PHILADELPHIA — A federal judge has granted preliminary approval of a revised settlement agreement between the NFL and former players who sued the league over concussions.
The new deal, struck last month, would provide unlimited funds to retired players and their families if the players suffer from neurocognitive illnesses.
U.S. District Court Judge Anita Brody wrote in her decision on Monday that her concerns over an earlier settlement were “satisfied” and that the revised deal “is a significant improvement” over the previous one. In January, Brody rejected an agreement struck last August in which the NFL agreed to pay $765 million to provide medical benefits and injury compensation to retired players and their families.

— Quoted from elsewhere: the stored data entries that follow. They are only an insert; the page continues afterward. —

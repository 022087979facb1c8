use anyhow::{Context, Result};
use clap::ValueEnum;
use sloth_core::Config;
use std::path::{Path, PathBuf};

pub mod commands;

/// Configuration file read when `--config` is not given
pub const DEFAULT_CONFIG_PATH: &str = "config.json";

#[derive(Copy, Clone, Debug, Eq, PartialEq, ValueEnum)]
pub enum OutputFormat {
    Pretty,
    Json,
    Table,
}

impl OutputFormat {
    pub fn as_str(&self) -> &'static str {
        match self {
            OutputFormat::Pretty => "pretty",
            OutputFormat::Json => "json",
            OutputFormat::Table => "table",
        }
    }
}

/// Quote a field for `--format table` output when it would break the row
pub fn csv_field(value: &str) -> String {
    if value.contains([',', '"', '\n', '\r']) {
        format!("\"{}\"", value.replace('"', "\"\""))
    } else {
        value.to_string()
    }
}

/// Load the configuration file, merged over the defaults.
///
/// An explicitly requested file must exist. Without `--config` the default
/// `config.json` is used when present and the built-in defaults otherwise.
/// `log_dir` overrides `LOG_DIR` from the file.
pub fn load_config(path: Option<&Path>, log_dir: Option<PathBuf>) -> Result<Config> {
    let mut config = match path {
        Some(path) => Config::from_file(path)
            .with_context(|| format!("Failed to load configuration {}", path.display()))?,
        None => {
            let default_path = Path::new(DEFAULT_CONFIG_PATH);
            if default_path.exists() {
                Config::from_file(default_path).with_context(|| {
                    format!("Failed to load configuration {}", default_path.display())
                })?
            } else {
                Config::default()
            }
        }
    };

    if let Some(log_dir) = log_dir {
        config.log_dir = log_dir;
    }

    Ok(config)
}

#[cfg(test)]
mod tests {
    use super::*;
    use tempfile::TempDir;

    #[test]
    fn test_csv_field_quotes_separators() {
        assert_eq!(csv_field("/api/v2/banner/1"), "/api/v2/banner/1");
        assert_eq!(csv_field("/list?ids=1,2"), "\"/list?ids=1,2\"");
        assert_eq!(csv_field("/q?name=\"x\""), "\"/q?name=\"\"x\"\"\"");
    }

    #[test]
    fn test_explicit_missing_config_is_error() {
        let result = load_config(Some(Path::new("/nonexistent/sloth.json")), None);
        assert!(result.is_err());
    }

    #[test]
    fn test_log_dir_override() {
        let dir = TempDir::new().unwrap();
        let path = dir.path().join("config.json");
        std::fs::write(&path, r#"{"LOG_DIR": "/from/file", "REPORT_SIZE": 7}"#).unwrap();

        let config = load_config(Some(&path), Some(PathBuf::from("/from/cli"))).unwrap();
        assert_eq!(config.log_dir, PathBuf::from("/from/cli"));
        assert_eq!(config.report_size, 7);
    }
}
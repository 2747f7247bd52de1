//! Configuration module for promptchart.
//!
//! Handles the TOML config file, environment variable expansion, and settings.

mod settings;

pub use settings::{
    expand_env_vars, CatalogSettings, LlmSettings, LoggingSettings, ServerSettings, Settings,
    SettingsError, API_KEY_ENV_VAR, CONFIG_ENV_VAR,
};
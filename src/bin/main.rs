//! promptchart CLI - Resolve chart requests against a dataset catalog
//!
//! Usage:
//!   promptchart serve [--host <host>] [--port <port>]
//!   promptchart datasets
//!   promptchart render <intent.json>
//!   promptchart ask <prompt>
//!
//! Examples:
//!   promptchart ask "monthly revenue as a line chart"
//!   promptchart render intents/sales_by_region.json
//!   promptchart --catalog data/catalog.json serve --port 8080

use clap::{Parser, Subcommand};
use promptchart::catalog::{DatasetCatalog, InMemoryCatalog};
use promptchart::config::Settings;
use promptchart::intent::{IntentSource, OpenAiIntentSource, StaticIntentSource};
use promptchart::model::{ChartIntent, ChartResponse};
use promptchart::resolver::IntentResolver;
use std::fs;
use std::path::PathBuf;
use std::process::ExitCode;
use std::sync::Arc;

#[derive(Parser)]
#[command(name = "promptchart")]
#[command(about = "promptchart - Turn chart requests into chart-ready data")]
#[command(version)]
struct Cli {
    /// Path to a promptchart.toml (default search order otherwise)
    #[arg(long, global = true)]
    config: Option<PathBuf>,

    /// Path to a JSON dataset catalog (overrides the config file)
    #[arg(long, global = true)]
    catalog: Option<PathBuf>,

    #[command(subcommand)]
    command: Commands,
}

#[derive(Subcommand)]
enum Commands {
    /// Start the HTTP API
    #[cfg(feature = "server")]
    Serve {
        /// Address to bind (overrides the config file)
        #[arg(long)]
        host: Option<String>,

        /// Port to bind (overrides the config file)
        #[arg(short, long)]
        port: Option<u16>,
    },

    /// List datasets with their metric and dimension fields
    Datasets,

    /// Resolve a structured intent file and print the response
    Render {
        /// Path to the intent JSON file
        file: PathBuf,
    },

    /// Resolve a natural-language prompt through the configured model
    Ask {
        /// The chart request
        prompt: String,
    },
}

#[tokio::main]
async fn main() -> ExitCode {
    let cli = Cli::parse();

    let settings = match &cli.config {
        Some(path) => Settings::from_file(path),
        None => Settings::load(),
    };
    let settings = match settings {
        Ok(s) => s,
        Err(e) => {
            eprintln!("Configuration error: {}", e);
            return ExitCode::FAILURE;
        }
    };

    promptchart::logging::init(&settings.logging);

    let catalog = match load_catalog(cli.catalog, &settings) {
        Ok(c) => c,
        Err(e) => {
            eprintln!("Catalog error: {}", e);
            return ExitCode::FAILURE;
        }
    };

    match cli.command {
        #[cfg(feature = "server")]
        Commands::Serve { host, port } => cmd_serve(settings, catalog, host, port).await,
        Commands::Datasets => cmd_datasets(catalog.as_ref()),
        Commands::Render { file } => cmd_render(file, catalog),
        Commands::Ask { prompt } => cmd_ask(prompt, settings, catalog).await,
    }
}

fn load_catalog(
    cli_path: Option<PathBuf>,
    settings: &Settings,
) -> Result<Arc<dyn DatasetCatalog>, Box<dyn std::error::Error>> {
    let path = match cli_path {
        Some(p) => Some(p),
        None => settings.catalog.resolved_path()?,
    };

    let catalog = match path {
        Some(p) => InMemoryCatalog::from_file(&p)?,
        None => InMemoryCatalog::sample()?,
    };
    Ok(Arc::new(catalog))
}

fn intent_source(settings: &Settings) -> Result<Arc<dyn IntentSource>, ExitCode> {
    match settings.llm.to_openai_config() {
        Ok(config) => Ok(Arc::new(OpenAiIntentSource::new(config))),
        Err(e) => {
            eprintln!("Configuration error: {}", e);
            Err(ExitCode::FAILURE)
        }
    }
}

fn print_response(response: &ChartResponse) -> ExitCode {
    match serde_json::to_string_pretty(response) {
        Ok(json) => {
            println!("{}", json);
            ExitCode::SUCCESS
        }
        Err(e) => {
            eprintln!("Error serializing response: {}", e);
            ExitCode::FAILURE
        }
    }
}

#[cfg(feature = "server")]
async fn cmd_serve(
    mut settings: Settings,
    catalog: Arc<dyn DatasetCatalog>,
    host: Option<String>,
    port: Option<u16>,
) -> ExitCode {
    use promptchart::web::{serve, AppState};

    if let Some(host) = host {
        settings.server.host = host;
    }
    if let Some(port) = port {
        settings.server.port = port;
    }

    let source = match intent_source(&settings) {
        Ok(s) => s,
        Err(code) => return code,
    };
    let state = Arc::new(AppState::new(IntentResolver::new(source, catalog)));

    match serve(&settings.server, state).await {
        Ok(()) => ExitCode::SUCCESS,
        Err(e) => {
            eprintln!("Server error: {}", e);
            ExitCode::FAILURE
        }
    }
}

fn cmd_datasets(catalog: &dyn DatasetCatalog) -> ExitCode {
    let summaries = catalog.summaries();
    if summaries.is_empty() {
        println!("No datasets found.");
        return ExitCode::SUCCESS;
    }

    println!("Datasets:");
    for summary in summaries {
        println!("  {}", summary.name);
        println!("    metrics:    {}", summary.metrics.join(", "));
        println!("    dimensions: {}", summary.dimensions.join(", "));
    }
    ExitCode::SUCCESS
}

fn cmd_render(file: PathBuf, catalog: Arc<dyn DatasetCatalog>) -> ExitCode {
    let source = match fs::read_to_string(&file) {
        Ok(s) => s,
        Err(e) => {
            eprintln!("Error reading file '{}': {}", file.display(), e);
            return ExitCode::FAILURE;
        }
    };

    let intent: ChartIntent = match serde_json::from_str(&source) {
        Ok(i) => i,
        Err(e) => {
            eprintln!("Error parsing intent '{}': {}", file.display(), e);
            return ExitCode::FAILURE;
        }
    };

    // Structured intents never reach the model.
    let resolver = IntentResolver::new(StaticIntentSource::new(intent.clone()), catalog);

    match resolver.resolve_intent(intent) {
        Ok(response) => print_response(&response),
        Err(e) => {
            eprintln!("Resolution error: {}", e);
            ExitCode::FAILURE
        }
    }
}

async fn cmd_ask(prompt: String, settings: Settings, catalog: Arc<dyn DatasetCatalog>) -> ExitCode {
    let source = match intent_source(&settings) {
        Ok(s) => s,
        Err(code) => return code,
    };
    let resolver = IntentResolver::new(source, catalog);

    match resolver.resolve(&prompt).await {
        Ok(response) => print_response(&response),
        Err(e) => {
            eprintln!("Resolution error: {}", e);
            ExitCode::FAILURE
        }
    }
}
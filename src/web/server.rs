//! Axum web server for promptchart
//!
//! Exposes prompt and intent resolution over JSON endpoints.

use std::sync::Arc;

use axum::{
    extract::{rejection::JsonRejection, State},
    http::StatusCode,
    response::{IntoResponse, Response},
    routing::{get, post},
    Json, Router,
};
use chrono::{SecondsFormat, Utc};
use serde::{Deserialize, Serialize};
use tower_http::cors::{Any, CorsLayer};
use tracing::{debug, info, info_span, Instrument};
use uuid::Uuid;

use crate::catalog::DatasetSummary;
use crate::config::ServerSettings;
use crate::intent::IntentSource;
use crate::model::{ChartIntent, ChartResponse};
use crate::resolver::{IntentResolver, ResolveError};

/// Application state shared across handlers
pub struct AppState {
    pub resolver: IntentResolver<Arc<dyn IntentSource>>,
}

impl AppState {
    pub fn new(resolver: IntentResolver<Arc<dyn IntentSource>>) -> Self {
        Self { resolver }
    }
}

/// Build the axum router with all routes
pub fn router(state: Arc<AppState>) -> Router {
    let cors = CorsLayer::new()
        .allow_origin(Any)
        .allow_methods(Any)
        .allow_headers(Any);

    Router::new()
        .route("/api/chart", post(create_chart))
        .route("/api/chart/intent", post(resolve_intent))
        .route("/api/datasets", get(list_datasets))
        .route("/health", get(health))
        .layer(cors)
        .with_state(state)
}

/// Start the web server; returns after Ctrl+C.
pub async fn serve(
    settings: &ServerSettings,
    state: Arc<AppState>,
) -> Result<(), Box<dyn std::error::Error>> {
    let app = router(state);

    let addr = settings.bind_address();
    let listener = tokio::net::TcpListener::bind(&addr).await?;

    info!(%addr, "promptchart listening");

    axum::serve(listener, app)
        .with_graceful_shutdown(async {
            let _ = tokio::signal::ctrl_c().await;
            info!("shutting down");
        })
        .await?;
    Ok(())
}

// ============================================================================
// Errors
// ============================================================================

/// JSON error body.
#[derive(Debug, Serialize, Deserialize)]
pub struct ErrorResponse {
    pub error: String,
    pub code: String,
}

/// An error response with its status code.
#[derive(Debug)]
pub struct ApiError {
    status: StatusCode,
    body: ErrorResponse,
}

impl ApiError {
    fn new(status: StatusCode, code: &str, error: impl Into<String>) -> Self {
        Self {
            status,
            body: ErrorResponse {
                error: error.into(),
                code: code.to_string(),
            },
        }
    }

    fn invalid_request(error: impl Into<String>) -> Self {
        Self::new(StatusCode::BAD_REQUEST, "INVALID_REQUEST", error)
    }
}

impl From<ResolveError> for ApiError {
    fn from(err: ResolveError) -> Self {
        match &err {
            ResolveError::EmptyPrompt => Self::invalid_request("Missing or invalid prompt"),
            ResolveError::InvalidIntent(_) => {
                Self::new(StatusCode::BAD_REQUEST, "INVALID_INTENT", err.to_string())
            }
            ResolveError::IntentSource(_) => Self::new(
                StatusCode::INTERNAL_SERVER_ERROR,
                "INTERNAL_ERROR",
                err.to_string(),
            ),
        }
    }
}

impl IntoResponse for ApiError {
    fn into_response(self) -> Response {
        (self.status, Json(self.body)).into_response()
    }
}

// ============================================================================
// API Handlers
// ============================================================================

#[derive(Deserialize)]
struct ChartRequest {
    #[serde(default)]
    prompt: Option<String>,
    #[serde(default)]
    context: Option<serde_json::Value>,
}

/// POST /api/chart - Resolve a natural-language prompt
async fn create_chart(
    State(state): State<Arc<AppState>>,
    payload: Result<Json<ChartRequest>, JsonRejection>,
) -> Result<Json<ChartResponse>, ApiError> {
    let Json(req) = payload.map_err(|_| ApiError::invalid_request("Invalid JSON"))?;

    let prompt = match req.prompt {
        Some(p) if !p.trim().is_empty() => p,
        _ => return Err(ApiError::invalid_request("Missing or invalid prompt")),
    };

    if req.context.is_some() {
        debug!("request context supplied; not used for resolution");
    }

    let request_id = Uuid::new_v4();
    let response = state
        .resolver
        .resolve(&prompt)
        .instrument(info_span!("chart_request", %request_id))
        .await?;

    Ok(Json(response))
}

/// POST /api/chart/intent - Resolve a structured intent without a model call
async fn resolve_intent(
    State(state): State<Arc<AppState>>,
    payload: Result<Json<ChartIntent>, JsonRejection>,
) -> Result<Json<ChartResponse>, ApiError> {
    let Json(intent) = payload.map_err(|e| ApiError::invalid_request(e.body_text()))?;
    Ok(Json(state.resolver.resolve_intent(intent)?))
}

/// GET /api/datasets - Describe the catalog
async fn list_datasets(State(state): State<Arc<AppState>>) -> Json<Vec<DatasetSummary>> {
    Json(state.resolver.catalog().summaries())
}

#[derive(Serialize)]
struct HealthResponse {
    status: &'static str,
    timestamp: String,
}

/// GET /health
async fn health() -> Json<HealthResponse> {
    Json(HealthResponse {
        status: "ok",
        timestamp: Utc::now().to_rfc3339_opts(SecondsFormat::Millis, true),
    })
}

The new “uncapped” settlement, Brody wrote, “ensures that there are sufficient funds available to pay all claims through the 65-year term of the settlement and improves the manner in which diagnoses are made to protect against fraud.”
Under the agreement, retired NFL players and their families are entitled to a wide range of benefits, including funds for medical exams and a compensation fund for cognitive impairment, including dementia, Alzheimer’s disease, Parkinson’s and ALS.
The settlement also establishes $10 million fund for education programs geared toward concussion prevention.
The court will hold a fairness hearing last this year where plaintiffs can object to the settlement.
NFL senior vice president Anastasia Danias said Monday the league was grateful to Brody for her analysis and called her decision comprehensive. Danias said the league will work with the plaintiffs to implement terms of the settlement.
The more than 4,500 players who sued the league — including Hall of Famers Tony Dorsett and Eric Dickerson — believed the NFL knew about the dangers of concussions and hid information about them for years.